(Stored data)
----
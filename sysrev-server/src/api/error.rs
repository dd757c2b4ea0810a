//! HTTP mapping for service errors.

use axum::{
    http::StatusCode,
    response::{IntoResponse, Response},
    Json,
};

use super::types::ErrorResponse;
use crate::service::ServiceError;

impl ServiceError {
    pub fn status_code(&self) -> StatusCode {
        match self {
            Self::MalformedInput(_) => StatusCode::BAD_REQUEST,
            Self::InvalidTransition(_) => StatusCode::UNPROCESSABLE_ENTITY,
            Self::Unauthorized(_) => StatusCode::UNAUTHORIZED,
            Self::Forbidden(_) => StatusCode::FORBIDDEN,
            Self::NotFound(_) => StatusCode::NOT_FOUND,
            Self::Repository(_) => StatusCode::INTERNAL_SERVER_ERROR,
        }
    }
}

impl IntoResponse for ServiceError {
    fn into_response(self) -> Response {
        let status = self.status_code();
        let error = match &self {
            Self::Repository(e) => {
                tracing::error!("Repository failure: {}", e);
                // Storage details stay in the logs
                "internal storage error".to_string()
            }
            other => other.to_string(),
        };
        (status, Json(ErrorResponse { error })).into_response()
    }
}
// =============================================================================
// StudyReviewRepository trait implementation
// =============================================================================

#[async_trait]
impl StudyReviewRepository for SqliteRepository {
    async fn get_systematic_study(
        &self,
        id: SystematicStudyId,
    ) -> Result<Option<SystematicStudy>, RepositoryError> {
        let conn = self.conn.clone();
        let id = id.to_string();

        tokio::task::spawn_blocking(move || {
            let conn = conn.lock().unwrap();

            let json: Option<String> = conn
                .query_row(
                    "SELECT study_json FROM systematic_studies WHERE id = ?1",
                    params![id],
                    |row| row.get(0),
                )
                .optional()
                .map_err(|e| RepositoryError::storage("get_systematic_study", e.to_string()))?;

            json.map(|json| {
                serde_json::from_str(&json)
                    .map_err(|_| RepositoryError::corruption("systematic study JSON"))
            })
            .transpose()
        })
        .await
        .map_err(|e| RepositoryError::storage("get_systematic_study", e.to_string()))?
    }

    async fn put_systematic_study(&self, study: &SystematicStudy) -> Result<(), RepositoryError> {
        let conn = self.conn.clone();
        let id = study.id().to_string();
        let owner = study.owner().to_string();
        let study_json = serde_json::to_string(study)
            .map_err(|e| RepositoryError::storage("serialize systematic study", e.to_string()))?;

        tokio::task::spawn_blocking(move || {
            let conn = conn.lock().unwrap();

            conn.execute(
                "INSERT INTO systematic_studies (id, owner, study_json)
                 VALUES (?1, ?2, ?3)
                 ON CONFLICT(id) DO UPDATE SET
                     owner = excluded.owner,
                     study_json = excluded.study_json",
                params![id, owner, study_json],
            )
            .map_err(|e| RepositoryError::storage("put_systematic_study", e.to_string()))?;

            Ok(())
        })
        .await
        .map_err(|e| RepositoryError::storage("put_systematic_study", e.to_string()))?
    }

    async fn get_systematic_studies_for(
        &self,
        researcher: ResearcherId,
    ) -> Result<Vec<SystematicStudy>, RepositoryError> {
        let conn = self.conn.clone();
        let researcher = researcher.to_string();

        tokio::task::spawn_blocking(move || {
            let conn = conn.lock().unwrap();

            let mut stmt = conn
                .prepare(
                    "SELECT s.id, s.study_json FROM systematic_studies s
                     WHERE EXISTS (
                         SELECT 1 FROM json_each(s.study_json, '$.collaborators') c
                         WHERE c.value = ?1
                     )
                     ORDER BY s.id",
                )
                .map_err(|e| {
                    RepositoryError::storage("get_systematic_studies_for", e.to_string())
                })?;

            let rows = stmt
                .query_map(params![researcher], |row| {
                    Ok((row.get::<_, String>(0)?, row.get::<_, String>(1)?))
                })
                .map_err(|e| {
                    RepositoryError::storage("get_systematic_studies_for", e.to_string())
                })?;

            let mut studies = Vec::new();
            for row in rows {
                let (id, json) = match row {
                    Ok(data) => data,
                    Err(e) => {
                        error!("Failed to read systematic study row: {}", e);
                        continue;
                    }
                };
                match serde_json::from_str::<SystematicStudy>(&json) {
                    Ok(study) => studies.push(study),
                    Err(e) => warn!("Skipping corrupt systematic study {}: {}", id, e),
                }
            }
            Ok(studies)
        })
        .await
        .map_err(|e| RepositoryError::storage("get_systematic_studies_for", e.to_string()))?
    }

    async fn next_study_review_id(
        &self,
        systematic_study: SystematicStudyId,
    ) -> Result<StudyReviewId, RepositoryError> {
        let conn = self.conn.clone();
        let systematic_study = systematic_study.to_string();

        tokio::task::spawn_blocking(move || {
            let conn = conn.lock().unwrap();

            let id: i64 = conn
                .query_row(
                    "INSERT INTO study_review_sequences (systematic_study_id, last_id)
                     VALUES (?1, 1)
                     ON CONFLICT(systematic_study_id) DO UPDATE SET last_id = last_id + 1
                     RETURNING last_id",
                    params![systematic_study],
                    |row| row.get(0),
                )
                .map_err(|e| RepositoryError::storage("next_study_review_id", e.to_string()))?;

            Ok(StudyReviewId(id))
        })
        .await
        .map_err(|e| RepositoryError::storage("next_study_review_id", e.to_string()))?
    }

    async fn get(
        &self,
        systematic_study: SystematicStudyId,
        id: StudyReviewId,
    ) -> Result<Option<StudyReview>, RepositoryError> {
        let conn = self.conn.clone();
        let systematic_study = systematic_study.to_string();

        tokio::task::spawn_blocking(move || {
            let conn = conn.lock().unwrap();

            let json: Option<String> = conn
                .query_row(
                    "SELECT review_json FROM study_reviews
                     WHERE systematic_study_id = ?1 AND id = ?2",
                    params![systematic_study, id.0],
                    |row| row.get(0),
                )
                .optional()
                .map_err(|e| RepositoryError::storage("get", e.to_string()))?;

            json.map(|json| {
                serde_json::from_str(&json)
                    .map_err(|_| RepositoryError::corruption("study review JSON"))
            })
            .transpose()
        })
        .await
        .map_err(|e| RepositoryError::storage("get", e.to_string()))?
    }

    async fn put(&self, review: &StudyReview) -> Result<(), RepositoryError> {
        let conn = self.conn.clone();
        let row = ReviewRow::new(review, "put")?;

        tokio::task::spawn_blocking(move || {
            let conn = conn.lock().unwrap();
            row.upsert(&conn, "put")
        })
        .await
        .map_err(|e| RepositoryError::storage("put", e.to_string()))?
    }

    async fn put_with_history(
        &self,
        reviews: &[StudyReview],
        entry: &HistoryEntry,
    ) -> Result<(), RepositoryError> {
        let conn = self.conn.clone();
        let rows = reviews
            .iter()
            .map(|review| ReviewRow::new(review, "put_with_history"))
            .collect::<Result<Vec<_>, _>>()?;
        let history_row = history::HistoryRow::new(entry)?;

        tokio::task::spawn_blocking(move || {
            let mut conn = conn.lock().unwrap();

            let tx = conn
                .transaction()
                .map_err(|e| RepositoryError::storage("put_with_history begin", e.to_string()))?;

            for row in &rows {
                row.upsert(&tx, "put_with_history")?;
            }
            history_row.insert(&tx)?;

            tx.commit()
                .map_err(|e| RepositoryError::storage("put_with_history commit", e.to_string()))
        })
        .await
        .map_err(|e| RepositoryError::storage("put_with_history", e.to_string()))?
    }

    async fn delete(
        &self,
        systematic_study: SystematicStudyId,
        id: StudyReviewId,
    ) -> Result<Option<StudyReview>, RepositoryError> {
        let conn = self.conn.clone();
        let systematic_study = systematic_study.to_string();

        tokio::task::spawn_blocking(move || {
            let mut conn = conn.lock().unwrap();

            let tx = conn
                .transaction()
                .map_err(|e| RepositoryError::storage("delete begin", e.to_string()))?;

            // Use DELETE...RETURNING to atomically delete and return the row
            let json: Option<String> = tx
                .query_row(
                    "DELETE FROM study_reviews
                     WHERE systematic_study_id = ?1 AND id = ?2
                     RETURNING review_json",
                    params![systematic_study, id.0],
                    |row| row.get(0),
                )
                .optional()
                .map_err(|e| RepositoryError::storage("delete", e.to_string()))?;

            if json.is_some() {
                tx.execute(
                    "DELETE FROM classification_history
                     WHERE systematic_study_id = ?1 AND study_review_id = ?2",
                    params![systematic_study, id.0],
                )
                .map_err(|e| RepositoryError::storage("delete history", e.to_string()))?;
            }

            tx.commit()
                .map_err(|e| RepositoryError::storage("delete commit", e.to_string()))?;

            json.map(|json| {
                serde_json::from_str(&json)
                    .map_err(|_| RepositoryError::corruption("study review JSON"))
            })
            .transpose()
        })
        .await
        .map_err(|e| RepositoryError::storage("delete", e.to_string()))?
    }

    async fn get_all(
        &self,
        systematic_study: SystematicStudyId,
    ) -> Result<Vec<StudyReview>, RepositoryError> {
        let conn = self.conn.clone();
        let systematic_study = systematic_study.to_string();

        tokio::task::spawn_blocking(move || {
            let conn = conn.lock().unwrap();

            let mut stmt = conn
                .prepare(
                    "SELECT id, review_json FROM study_reviews
                     WHERE systematic_study_id = ?1
                     ORDER BY id",
                )
                .map_err(|e| RepositoryError::storage("get_all", e.to_string()))?;

            let rows = stmt
                .query_map(params![systematic_study], |row| {
                    Ok((row.get::<_, i64>(0)?, row.get::<_, String>(1)?))
                })
                .map_err(|e| RepositoryError::storage("get_all", e.to_string()))?;

            Ok(collect_reviews(rows, "get_all"))
        })
        .await
        .map_err(|e| RepositoryError::storage("get_all", e.to_string()))?
    }

    async fn get_by_search_source(
        &self,
        systematic_study: SystematicStudyId,
        search_source: &str,
    ) -> Result<Vec<StudyReview>, RepositoryError> {
        let conn = self.conn.clone();
        let systematic_study = systematic_study.to_string();
        let search_source = search_source.to_string();

        tokio::task::spawn_blocking(move || {
            let conn = conn.lock().unwrap();

            let mut stmt = conn
                .prepare(
                    "SELECT r.id, r.review_json FROM study_reviews r
                     WHERE r.systematic_study_id = ?1
                       AND EXISTS (
                           SELECT 1 FROM json_each(r.review_json, '$.searchSources') s
                           WHERE s.value = ?2
                       )
                     ORDER BY r.id",
                )
                .map_err(|e| RepositoryError::storage("get_by_search_source", e.to_string()))?;

            let rows = stmt
                .query_map(params![systematic_study, search_source], |row| {
                    Ok((row.get::<_, i64>(0)?, row.get::<_, String>(1)?))
                })
                .map_err(|e| RepositoryError::storage("get_by_search_source", e.to_string()))?;

            Ok(collect_reviews(rows, "get_by_search_source"))
        })
        .await
        .map_err(|e| RepositoryError::storage("get_by_search_source", e.to_string()))?
    }

    // =========================================================================
    // Classification history - delegated to history module
    // =========================================================================

    async fn get_history(
        &self,
        systematic_study: SystematicStudyId,
        id: StudyReviewId,
    ) -> Result<Vec<HistoryEntry>, RepositoryError> {
        self.get_history_impl(systematic_study, id).await
    }
}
----
* [TASK DETAILS]: Set apart and copy each line of the records that holds the word "commit".

* [EXERCISE RESPONSE]:
            tx.commit()
                .map_err(|e| RepositoryError::storage("put_with_history commit", e.to_string()))
            tx.commit()
                .map_err(|e| RepositoryError::storage("delete commit", e.to_string()))?;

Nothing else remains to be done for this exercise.